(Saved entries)
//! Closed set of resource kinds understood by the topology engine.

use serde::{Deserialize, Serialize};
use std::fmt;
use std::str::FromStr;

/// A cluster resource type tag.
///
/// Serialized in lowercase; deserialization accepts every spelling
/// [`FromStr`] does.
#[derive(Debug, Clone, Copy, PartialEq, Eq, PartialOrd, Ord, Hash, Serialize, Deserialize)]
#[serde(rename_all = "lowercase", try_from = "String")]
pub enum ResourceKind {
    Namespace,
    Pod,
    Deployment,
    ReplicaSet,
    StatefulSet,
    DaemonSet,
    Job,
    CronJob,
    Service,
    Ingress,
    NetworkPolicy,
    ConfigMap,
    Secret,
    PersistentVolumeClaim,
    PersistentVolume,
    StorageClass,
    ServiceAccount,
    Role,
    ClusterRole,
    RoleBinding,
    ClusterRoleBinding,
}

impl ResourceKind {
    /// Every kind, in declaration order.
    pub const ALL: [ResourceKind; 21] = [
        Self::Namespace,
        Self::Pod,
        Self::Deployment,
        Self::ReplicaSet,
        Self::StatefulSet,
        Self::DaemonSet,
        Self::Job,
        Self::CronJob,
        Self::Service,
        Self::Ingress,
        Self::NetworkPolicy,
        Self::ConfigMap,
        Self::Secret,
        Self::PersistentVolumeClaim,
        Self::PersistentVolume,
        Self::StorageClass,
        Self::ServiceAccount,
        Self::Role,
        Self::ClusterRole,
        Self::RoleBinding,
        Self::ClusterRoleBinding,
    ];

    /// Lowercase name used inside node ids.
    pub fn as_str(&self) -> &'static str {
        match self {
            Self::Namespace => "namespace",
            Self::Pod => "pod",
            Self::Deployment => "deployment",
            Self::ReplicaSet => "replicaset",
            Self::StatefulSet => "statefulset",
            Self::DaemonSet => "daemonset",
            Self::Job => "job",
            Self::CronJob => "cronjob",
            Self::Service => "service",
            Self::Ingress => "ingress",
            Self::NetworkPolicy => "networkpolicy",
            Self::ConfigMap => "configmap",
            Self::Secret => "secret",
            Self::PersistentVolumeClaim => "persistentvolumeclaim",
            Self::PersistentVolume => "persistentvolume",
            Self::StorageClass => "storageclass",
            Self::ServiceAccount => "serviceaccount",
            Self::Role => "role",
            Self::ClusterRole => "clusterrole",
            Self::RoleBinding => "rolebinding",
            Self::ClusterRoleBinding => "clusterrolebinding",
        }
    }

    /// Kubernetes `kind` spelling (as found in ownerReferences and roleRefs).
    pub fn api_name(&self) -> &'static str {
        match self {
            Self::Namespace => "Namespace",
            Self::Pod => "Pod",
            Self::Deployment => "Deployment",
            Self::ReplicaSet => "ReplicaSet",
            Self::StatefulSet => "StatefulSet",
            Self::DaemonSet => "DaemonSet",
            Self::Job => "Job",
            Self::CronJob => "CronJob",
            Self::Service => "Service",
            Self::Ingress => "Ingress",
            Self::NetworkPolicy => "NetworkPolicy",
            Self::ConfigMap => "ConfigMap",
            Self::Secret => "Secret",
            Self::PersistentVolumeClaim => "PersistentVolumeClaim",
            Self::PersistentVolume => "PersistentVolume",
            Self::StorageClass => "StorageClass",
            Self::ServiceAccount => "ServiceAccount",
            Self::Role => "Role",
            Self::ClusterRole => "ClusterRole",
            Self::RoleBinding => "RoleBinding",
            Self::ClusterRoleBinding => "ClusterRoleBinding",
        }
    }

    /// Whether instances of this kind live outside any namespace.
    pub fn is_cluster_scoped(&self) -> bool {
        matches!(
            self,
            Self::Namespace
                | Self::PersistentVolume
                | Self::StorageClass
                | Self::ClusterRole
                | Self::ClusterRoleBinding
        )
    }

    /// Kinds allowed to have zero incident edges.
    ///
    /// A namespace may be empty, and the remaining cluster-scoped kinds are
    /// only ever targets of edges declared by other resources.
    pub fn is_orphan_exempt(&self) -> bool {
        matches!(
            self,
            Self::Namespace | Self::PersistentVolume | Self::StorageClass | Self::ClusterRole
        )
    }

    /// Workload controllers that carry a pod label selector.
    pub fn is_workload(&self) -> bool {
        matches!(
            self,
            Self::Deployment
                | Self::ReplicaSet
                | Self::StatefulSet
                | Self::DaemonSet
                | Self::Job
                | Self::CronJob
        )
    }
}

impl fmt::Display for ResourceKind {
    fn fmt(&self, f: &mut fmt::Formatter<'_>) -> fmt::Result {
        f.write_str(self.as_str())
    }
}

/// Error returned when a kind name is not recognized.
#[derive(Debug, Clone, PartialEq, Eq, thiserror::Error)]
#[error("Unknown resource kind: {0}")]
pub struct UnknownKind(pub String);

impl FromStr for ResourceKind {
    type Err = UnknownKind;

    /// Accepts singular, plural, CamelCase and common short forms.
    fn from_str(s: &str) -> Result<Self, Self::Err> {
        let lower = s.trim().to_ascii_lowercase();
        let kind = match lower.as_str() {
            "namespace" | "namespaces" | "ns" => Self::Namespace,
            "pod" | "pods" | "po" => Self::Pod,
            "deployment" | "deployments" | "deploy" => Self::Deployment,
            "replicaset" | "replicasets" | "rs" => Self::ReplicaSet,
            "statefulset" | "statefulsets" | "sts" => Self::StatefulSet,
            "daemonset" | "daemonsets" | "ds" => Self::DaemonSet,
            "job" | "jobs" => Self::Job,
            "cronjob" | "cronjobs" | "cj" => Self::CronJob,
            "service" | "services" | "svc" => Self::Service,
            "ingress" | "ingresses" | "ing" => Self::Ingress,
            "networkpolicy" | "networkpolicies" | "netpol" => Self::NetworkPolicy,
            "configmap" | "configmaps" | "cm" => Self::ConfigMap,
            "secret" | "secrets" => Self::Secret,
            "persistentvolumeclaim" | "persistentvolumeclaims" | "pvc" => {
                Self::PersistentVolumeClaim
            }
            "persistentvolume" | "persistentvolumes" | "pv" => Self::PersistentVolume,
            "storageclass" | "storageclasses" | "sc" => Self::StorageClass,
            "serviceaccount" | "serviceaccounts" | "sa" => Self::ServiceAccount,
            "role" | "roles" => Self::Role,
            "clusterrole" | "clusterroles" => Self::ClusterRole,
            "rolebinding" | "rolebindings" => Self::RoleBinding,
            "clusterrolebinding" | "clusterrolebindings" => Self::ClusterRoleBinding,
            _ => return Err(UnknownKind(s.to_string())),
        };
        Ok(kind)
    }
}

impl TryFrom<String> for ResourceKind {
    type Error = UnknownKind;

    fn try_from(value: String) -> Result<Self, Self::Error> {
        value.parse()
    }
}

* * *

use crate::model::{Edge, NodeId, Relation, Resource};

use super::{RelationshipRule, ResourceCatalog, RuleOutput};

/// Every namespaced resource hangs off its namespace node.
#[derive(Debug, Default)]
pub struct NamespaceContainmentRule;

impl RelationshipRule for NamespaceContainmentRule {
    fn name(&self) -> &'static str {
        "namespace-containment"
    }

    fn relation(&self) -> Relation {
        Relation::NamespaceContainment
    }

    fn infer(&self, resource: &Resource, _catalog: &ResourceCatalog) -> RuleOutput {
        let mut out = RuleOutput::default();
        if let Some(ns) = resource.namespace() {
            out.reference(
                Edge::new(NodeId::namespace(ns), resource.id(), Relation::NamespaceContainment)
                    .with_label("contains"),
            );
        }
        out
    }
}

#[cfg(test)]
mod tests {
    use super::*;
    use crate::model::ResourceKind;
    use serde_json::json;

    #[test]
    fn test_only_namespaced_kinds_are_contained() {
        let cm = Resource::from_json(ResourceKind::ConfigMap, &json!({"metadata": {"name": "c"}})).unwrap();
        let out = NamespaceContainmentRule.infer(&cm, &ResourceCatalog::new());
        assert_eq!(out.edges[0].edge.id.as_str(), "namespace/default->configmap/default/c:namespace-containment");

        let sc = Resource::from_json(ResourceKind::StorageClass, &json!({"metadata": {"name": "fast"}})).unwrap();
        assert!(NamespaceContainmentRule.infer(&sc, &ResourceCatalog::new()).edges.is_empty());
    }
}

==

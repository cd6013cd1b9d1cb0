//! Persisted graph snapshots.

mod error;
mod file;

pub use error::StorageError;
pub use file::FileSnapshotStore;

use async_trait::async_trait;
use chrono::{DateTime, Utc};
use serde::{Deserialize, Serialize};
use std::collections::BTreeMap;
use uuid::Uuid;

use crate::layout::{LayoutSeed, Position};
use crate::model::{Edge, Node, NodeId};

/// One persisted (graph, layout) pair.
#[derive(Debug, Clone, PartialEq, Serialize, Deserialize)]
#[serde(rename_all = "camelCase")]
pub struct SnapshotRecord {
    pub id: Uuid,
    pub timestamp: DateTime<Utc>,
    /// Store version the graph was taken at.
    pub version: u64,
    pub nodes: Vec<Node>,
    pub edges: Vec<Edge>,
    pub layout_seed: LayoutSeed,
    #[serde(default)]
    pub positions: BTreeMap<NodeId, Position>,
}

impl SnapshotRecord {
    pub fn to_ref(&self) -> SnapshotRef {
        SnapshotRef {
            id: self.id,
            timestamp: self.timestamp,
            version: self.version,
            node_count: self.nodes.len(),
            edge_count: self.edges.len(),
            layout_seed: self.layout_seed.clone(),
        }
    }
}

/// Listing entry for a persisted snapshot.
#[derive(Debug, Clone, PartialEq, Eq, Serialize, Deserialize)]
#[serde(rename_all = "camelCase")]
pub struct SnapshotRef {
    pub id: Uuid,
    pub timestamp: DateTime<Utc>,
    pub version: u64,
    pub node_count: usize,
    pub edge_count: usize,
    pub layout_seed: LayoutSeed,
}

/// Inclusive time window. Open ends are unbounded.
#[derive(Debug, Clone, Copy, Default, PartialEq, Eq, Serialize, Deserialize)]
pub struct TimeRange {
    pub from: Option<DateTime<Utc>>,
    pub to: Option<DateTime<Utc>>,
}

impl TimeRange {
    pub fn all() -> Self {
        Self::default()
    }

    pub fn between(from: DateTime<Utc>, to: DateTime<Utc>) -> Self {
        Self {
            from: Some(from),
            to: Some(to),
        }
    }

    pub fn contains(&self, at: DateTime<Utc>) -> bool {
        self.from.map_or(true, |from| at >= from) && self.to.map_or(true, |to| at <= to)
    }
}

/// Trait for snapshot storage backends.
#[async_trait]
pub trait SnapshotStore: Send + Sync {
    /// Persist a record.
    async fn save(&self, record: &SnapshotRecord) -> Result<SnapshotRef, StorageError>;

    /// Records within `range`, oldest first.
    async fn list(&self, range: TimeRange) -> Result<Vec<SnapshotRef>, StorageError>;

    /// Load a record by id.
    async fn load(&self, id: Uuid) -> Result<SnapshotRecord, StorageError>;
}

Activity: Could you write out, exactly as they stand, only the lines above that begin at the line with "Self::Namespace | Self::PersistentVolume" and stop after the line with "f.write_str(self.as_str())"?

Task output:
            Self::Namespace | Self::PersistentVolume | Self::StorageClass | Self::ClusterRole
        )
    }

    /// Workload controllers that carry a pod label selector.
    pub fn is_workload(&self) -> bool {
        matches!(
            self,
            Self::Deployment
                | Self::ReplicaSet
                | Self::StatefulSet
                | Self::DaemonSet
                | Self::Job
                | Self::CronJob
        )
    }
}

impl fmt::Display for ResourceKind {
    fn fmt(&self, f: &mut fmt::Formatter<'_>) -> fmt::Result {
        f.write_str(self.as_str())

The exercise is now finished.